I've been quiet this week. Part of it is because I'm freelancing again -- I don't anticipate that I'll be able to carry anything close to the pre-twins workload, but it feels good to be working even an hour or two every day. I've also been finishing American Wife by Curtis Sittenfeld, which is due back at the library tomorrow. The first two parts were very good; the third, less so. The girls seem to be in a growth spurt -- suddenly Nina looks quite lanky -- and Ivy is teething but happy. They will be 6 months old next Wednesday. I can't believe it, either.
So I've been busy, yes, but also wondering what to say, and how much to say, about some circumstances weighing on my mind. Both my brothers' wives are trying to get pregnant. One (SIL #1) has been TTC on and off for nearly a year -- but my brother has been working out of town most weeks, and then they stopped TTC for a few months when she got accepted to nursing school, so it hasn't really been a year, but we all know that even though others might say, "Well, those weeks/months don't really count," they do count emotionally. And my other brother got married in late October and his wife (SIL #2), who at age 33 is 3 years older than him, has suddenly bumped up her baby timeline from "maybe never" to "right now." She is charting ("Have you heard of Fertility Friend?" she asked), drinking tons of green tea, freaking out about her age -- awhile ago I told her that she should probably worry instead about my brother's sperm quality because he is a p.ilot who drinks about 10 cups of coffee/day, which led her to order P.reseed, which I told her is a running joke among urologists and REs. I really like her, but I have a hard time listening to the anxieties of someone who has been TTC for just 2 months. I'm too much of a cynic. Yes, I was once there -- half a decade ago. In April 2005, a year after we started TTC, we were each diagnosed with subfertility. And not all the joy of the last year can erase the pain of the preceding 3 years and the irritation with which I recall that first year of trying on our own -- the gung-ho charting, the loud beep of the thermometer every morning, trying this, trying that, running to Walgreens every month for a new vitamin or supplement or something, anything.
Infertility also comes back in my concern for SIL #1, who has been married longer, who has wanted a baby longer, and has been trying longer. None of that matters. "It's not a race," we parrot, but it so often feels as though it is. I know how it feels to know that someone else is trying too. I was absolutely jealous that D.'s sister had a baby soon after our IF diagnosis. And, "oh, it's not a race," but even standing across the supposedly nonexistent finish line, I'm acutely aware of how much time has lapsed. Children who were conceived after we began TTC are now in preschool. And Ivy and Nina's cousins are nowhere close to their age.

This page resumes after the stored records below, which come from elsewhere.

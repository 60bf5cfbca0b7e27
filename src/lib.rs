pub mod authz;
pub mod bootstrap;
pub mod challenge;
pub mod codec;
pub mod config;
pub mod db;
pub mod error;
pub mod gateway;
pub mod sweeper;
pub mod token;
pub mod webauthn;
use anyhow::Result;
use authority_server::config::Config;
use authority_server::db::Db;
use authority_server::gateway::{self, AppState};
use authority_server::token::TokenService;
use authority_server::webauthn::RelyingParty;
use authority_server::{bootstrap, sweeper};
use clap::Parser;
use std::sync::Arc;
use tracing_subscriber::EnvFilter;

#[tokio::main]
async fn main() -> Result<()> {
    let json_logs = std::env::var("AUTHORITY_LOG_JSON").unwrap_or_default() == "1";
    let filter = EnvFilter::from_default_env().add_directive("authority_server=info".parse()?);
    if json_logs {
        tracing_subscriber::fmt().with_env_filter(filter).json().init();
    } else {
        tracing_subscriber::fmt().with_env_filter(filter).init();
    }

    let config = Config::parse();
    let signing_key = config.resolve_signing_key()?;

    let db = Arc::new(Db::open(&config.db_path)?);
    if !db.has_any_role()? {
        tracing::info!("uninitialized store detected, seeding default roles and permissions");
    }
    bootstrap::seed(&db)?;

    let state = AppState {
        db: db.clone(),
        tokens: Arc::new(TokenService::new(signing_key)),
        rp: Arc::new(RelyingParty { server_domain: config.server_domain.clone(), origins: config.origins() }),
        session_lifetime: config.session_lifetime(),
        challenge_lifetime: config.challenge_lifetime(),
    };

    sweeper::spawn(db.clone(), std::time::Duration::from_secs(config.sweep_interval_secs));

    tracing::info!(addr = %config.listen_addr, "starting authority server");
    let listener = tokio::net::TcpListener::bind(&config.listen_addr).await?;
    axum::serve(listener, gateway::router(state)).await?;
    Ok(())
}
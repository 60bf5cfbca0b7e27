//! Gateway integration tests — drive the HTTP surface end to end via
//! `tower::ServiceExt::oneshot`, the same pattern used to exercise axum
//! services without binding a socket.

use authority_server::bootstrap;
use authority_server::db::Db;
use authority_server::gateway::{self, AppState};
use authority_server::token::{Subject, TokenService};
use authority_server::webauthn::RelyingParty;
use axum::body::{to_bytes, Body};
use axum::http::{Request, StatusCode};
use serde_json::{json, Value};
use std::sync::Arc;
use tower::ServiceExt;

fn test_state() -> (AppState, Arc<Db>) {
    let db = Arc::new(Db::open_memory().unwrap());
    bootstrap::seed(&db).unwrap();
    let state = AppState {
        db: db.clone(),
        tokens: Arc::new(TokenService::new([3u8; 32])),
        rp: Arc::new(RelyingParty {
            server_domain: "example.com".into(),
            origins: vec!["https://example.com".into()],
        }),
        session_lifetime: chrono::Duration::hours(1),
        challenge_lifetime: chrono::Duration::minutes(5),
    };
    (state, db)
}

async fn body_json(response: axum::response::Response) -> Value {
    let bytes = to_bytes(response.into_body(), usize::MAX).await.unwrap();
    serde_json::from_slice(&bytes).unwrap()
}

fn bearer_for(state: &AppState, db: &Db, user_id: &str, display_name: &str, roles: Vec<String>) -> String {
    db.create_user(user_id, display_name, None).ok();
    let subject = Subject {
        user_id: user_id.to_string(),
        display_name: display_name.to_string(),
        email: None,
        roles,
    };
    let (token, jti) = state.tokens.mint(&subject, state.session_lifetime);
    db.insert_session(&jti, user_id, None, state.session_lifetime, None, None).unwrap();
    token
}

#[tokio::test]
async fn health_check_reports_ok() {
    let (state, _db) = test_state();
    let app = gateway::router(state);

    let response = app
        .oneshot(Request::builder().uri("/health").body(Body::empty()).unwrap())
        .await
        .unwrap();

    assert_eq!(response.status(), StatusCode::OK);
    assert_eq!(body_json(response).await["status"], "ok");
}

#[tokio::test]
async fn protected_routes_reject_missing_bearer() {
    let (state, _db) = test_state();
    let app = gateway::router(state);

    let response = app
        .oneshot(Request::builder().uri("/auth/session").body(Body::empty()).unwrap())
        .await
        .unwrap();

    assert_eq!(response.status(), StatusCode::UNAUTHORIZED);
}

#[tokio::test]
async fn protected_routes_reject_malformed_bearer() {
    let (state, _db) = test_state();
    let app = gateway::router(state);

    let response = app
        .oneshot(
            Request::builder()
                .uri("/auth/session")
                .header("authorization", "Basic abc")
                .body(Body::empty())
                .unwrap(),
        )
        .await
        .unwrap();

    assert_eq!(response.status(), StatusCode::UNAUTHORIZED);
}

#[tokio::test]
async fn session_endpoint_returns_claims_for_valid_token() {
    let (state, db) = test_state();
    let token = bearer_for(&state, &db, "u1", "Ada", vec!["user".into()]);
    let app = gateway::router(state);

    let response = app
        .oneshot(
            Request::builder()
                .uri("/auth/session")
                .header("authorization", format!("Bearer {token}"))
                .body(Body::empty())
                .unwrap(),
        )
        .await
        .unwrap();

    assert_eq!(response.status(), StatusCode::OK);
    let payload = body_json(response).await;
    assert_eq!(payload["userId"], "u1");
    assert_eq!(payload["displayName"], "Ada");
    assert_eq!(payload["roles"][0], "user");
}

#[tokio::test]
async fn logout_revokes_session_and_future_checks_fail() {
    let (state, db) = test_state();
    let token = bearer_for(&state, &db, "u1", "Ada", vec!["user".into()]);
    let app = gateway::router(state);

    let logout_response = app
        .clone()
        .oneshot(
            Request::builder()
                .method("POST")
                .uri("/auth/logout")
                .header("authorization", format!("Bearer {token}"))
                .body(Body::empty())
                .unwrap(),
        )
        .await
        .unwrap();
    assert_eq!(logout_response.status(), StatusCode::NO_CONTENT);

    let session_response = app
        .oneshot(
            Request::builder()
                .uri("/auth/session")
                .header("authorization", format!("Bearer {token}"))
                .body(Body::empty())
                .unwrap(),
        )
        .await
        .unwrap();
    assert_eq!(session_response.status(), StatusCode::UNAUTHORIZED);
}

#[tokio::test]
async fn authz_check_reflects_seeded_role_permission() {
    let (state, db) = test_state();
    let token = bearer_for(&state, &db, "u1", "Ada", vec!["user".into()]);
    let user_role = db.get_role_by_name("user").unwrap().unwrap();
    db.assign_role("u1", &user_role.id, None, None).unwrap();
    let app = gateway::router(state);

    let response = app
        .clone()
        .oneshot(
            Request::builder()
                .uri("/authz/check?permission=user:profile")
                .header("authorization", format!("Bearer {token}"))
                .body(Body::empty())
                .unwrap(),
        )
        .await
        .unwrap();
    assert_eq!(response.status(), StatusCode::OK);
    assert_eq!(body_json(response).await["allowed"], true);

    let denied = app
        .oneshot(
            Request::builder()
                .uri("/authz/check?permission=admin:users:delete")
                .header("authorization", format!("Bearer {token}"))
                .body(Body::empty())
                .unwrap(),
        )
        .await
        .unwrap();
    assert_eq!(denied.status(), StatusCode::OK);
    assert_eq!(body_json(denied).await["allowed"], false);
}

#[tokio::test]
async fn authz_check_without_permission_param_is_bad_request() {
    let (state, db) = test_state();
    let token = bearer_for(&state, &db, "u1", "Ada", vec![]);
    let app = gateway::router(state);

    let response = app
        .oneshot(
            Request::builder()
                .uri("/authz/check")
                .header("authorization", format!("Bearer {token}"))
                .body(Body::empty())
                .unwrap(),
        )
        .await
        .unwrap();

    assert_eq!(response.status(), StatusCode::BAD_REQUEST);
}

#[tokio::test]
async fn authz_evaluate_preserves_order_and_does_not_short_circuit() {
    let (state, db) = test_state();
    let token = bearer_for(&state, &db, "u1", "Ada", vec![]);
    let admin_role = db.get_role_by_name("admin").unwrap().unwrap();
    db.assign_role("u1", &admin_role.id, None, None).unwrap();
    let app = gateway::router(state);

    let body = json!({
        "checks": [
            { "permission": "nonexistent:thing" },
            { "permission": "admin:users:delete" },
            { "permission": "another:unknown" },
        ]
    });

    let response = app
        .oneshot(
            Request::builder()
                .method("POST")
                .uri("/authz/evaluate")
                .header("authorization", format!("Bearer {token}"))
                .header("content-type", "application/json")
                .body(Body::from(serde_json::to_vec(&body).unwrap()))
                .unwrap(),
        )
        .await
        .unwrap();

    assert_eq!(response.status(), StatusCode::OK);
    let payload = body_json(response).await;
    let results = payload["results"].as_array().unwrap();
    assert_eq!(results.len(), 3);
    assert_eq!(results[0]["allowed"], false);
    assert_eq!(results[1]["allowed"], true);
    assert_eq!(results[2]["allowed"], false);
}

#[tokio::test]
async fn authz_permissions_lists_effective_set() {
    let (state, db) = test_state();
    let token = bearer_for(&state, &db, "u1", "Ada", vec![]);
    let user_role = db.get_role_by_name("user").unwrap().unwrap();
    db.assign_role("u1", &user_role.id, None, None).unwrap();
    let app = gateway::router(state);

    let response = app
        .oneshot(
            Request::builder()
                .uri("/authz/permissions")
                .header("authorization", format!("Bearer {token}"))
                .body(Body::empty())
                .unwrap(),
        )
        .await
        .unwrap();

    assert_eq!(response.status(), StatusCode::OK);
    let payload = body_json(response).await;
    let codes: Vec<&str> = payload["permissions"]
        .as_array()
        .unwrap()
        .iter()
        .map(|p| p["code"].as_str().unwrap())
        .collect();
    assert!(codes.contains(&"user:profile"));
    assert!(codes.contains(&"user:credentials"));
}

#[tokio::test]
async fn register_begin_issues_discoverable_options() {
    let (state, _db) = test_state();
    let app = gateway::router(state);

    let body = json!({ "email": "ada@example.com", "displayName": "Ada Lovelace" });
    let response = app
        .oneshot(
            Request::builder()
                .method("POST")
                .uri("/auth/register/begin")
                .header("content-type", "application/json")
                .body(Body::from(serde_json::to_vec(&body).unwrap()))
                .unwrap(),
        )
        .await
        .unwrap();

    assert_eq!(response.status(), StatusCode::OK);
    let payload = body_json(response).await;
    assert!(payload["challengeId"].as_str().is_some());
    let options: Value = serde_json::from_str(payload["optionsJson"].as_str().unwrap()).unwrap();
    assert_eq!(options["attestation"], "none");
    assert_eq!(options["authenticatorSelection"]["userVerification"], "required");
}

#[tokio::test]
async fn register_begin_rejects_blank_email() {
    let (state, _db) = test_state();
    let app = gateway::router(state);

    let body = json!({ "email": "  ", "displayName": "Ada" });
    let response = app
        .oneshot(
            Request::builder()
                .method("POST")
                .uri("/auth/register/begin")
                .header("content-type", "application/json")
                .body(Body::from(serde_json::to_vec(&body).unwrap()))
                .unwrap(),
        )
        .await
        .unwrap();

    assert_eq!(response.status(), StatusCode::BAD_REQUEST);
}

#[tokio::test]
async fn login_begin_ignores_supplied_email_and_issues_empty_allow_list() {
    let (state, _db) = test_state();
    let app = gateway::router(state);

    let body = json!({ "email": "nobody@example.com" });
    let response = app
        .oneshot(
            Request::builder()
                .method("POST")
                .uri("/auth/login/begin")
                .header("content-type", "application/json")
                .body(Body::from(serde_json::to_vec(&body).unwrap()))
                .unwrap(),
        )
        .await
        .unwrap();

    assert_eq!(response.status(), StatusCode::OK);
    let payload = body_json(response).await;
    let options: Value = serde_json::from_str(payload["optionsJson"].as_str().unwrap()).unwrap();
    assert_eq!(options["allowCredentials"].as_array().unwrap().len(), 0);
}

#[tokio::test]
async fn register_complete_with_unknown_challenge_is_rejected() {
    let (state, _db) = test_state();
    let app = gateway::router(state);

    let body = json!({
        "challengeId": "does-not-exist",
        "credentialId": "abc",
        "attestationObject": "abc",
        "clientDataJson": "abc",
    });
    let response = app
        .oneshot(
            Request::builder()
                .method("POST")
                .uri("/auth/register/complete")
                .header("content-type", "application/json")
                .body(Body::from(serde_json::to_vec(&body).unwrap()))
                .unwrap(),
        )
        .await
        .unwrap();

    assert_eq!(response.status(), StatusCode::BAD_REQUEST);
}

I'm hypersensitive even on "the other side." My parents bought a crib to keep in their guest room, and I was glad to have it available, but I flinched because SIL #1 stays in that room sometimes, and the sight of the crib might make her unhappy, and so I mentioned it to her, which led to a conversation in which she acknowledged her anxiety about SIL #2's TTC. As we talked, she held Nina on her lap -- Nina with her lovely blue-gray eyes that remind me so much of my brothers -- and kissed the top of her head, and there was a wistfulness in that gesture, a wistfulness so unlike the confidence with which SIL #2 embraces my children. It's the difference between TTC for 2 months and TTC for 10 months. I wish I could just stay busy with my babies and try not to watch another heat of the "not-a-race," but it's very close to home, in more ways than one, and I can't help having a favorite.
What a great post. You know who we are all pulling for now, too.
Cheers,
D.
Posted by: Denise | May 01, 2009 at 10:23 AM
This post hits close to home with me, too. My SIL is I'm certain any day going to announce that she's pregnant with #2. After two early losses, I'm not sure why it bothers me so much. her being pregnant.
But then I talk with my own sister, who went off birth control pills in January of 2007, who still isn't pregnant. And I hear her say things like "sometimes I wonder if someone's trying to tell me something," and "I don't understand how people get pregnant so quickly" and "I was really hoping to be pregnant before such-and-such was."
And my mom says things like "I'm EXPECTING to have more grandkids, you know." It hurts me FOR her.
Thank you for posting this. I know exactly how you feel.
xxx
Posted by: serenity | May 01, 2009 at 01:03 PM
This post totally made me cry. God I hate infertility.
Posted by: Irish Girl | May 02, 2009 at 10:37 AM
Great post!
I've had to grind my teeth more than once recently at our bereaved parents support group meeting, hearing 30-something mothers whining about trying for FOUR WHOLE MONTHS & not getting pregnant again yet, & what's taking so long?? They got pregnant right away the last time... ARGH.
Posted by: loribeth | May 03, 2009 at 03:27 PM
This post had me in tears, too. The wounds heal, but the scars remain.
Posted by: Somewhat Ordinary | May 05, 2009 at 03:42 PM
I'm sorry you had to deal with IF, but I'm glad she has you to watch out for her.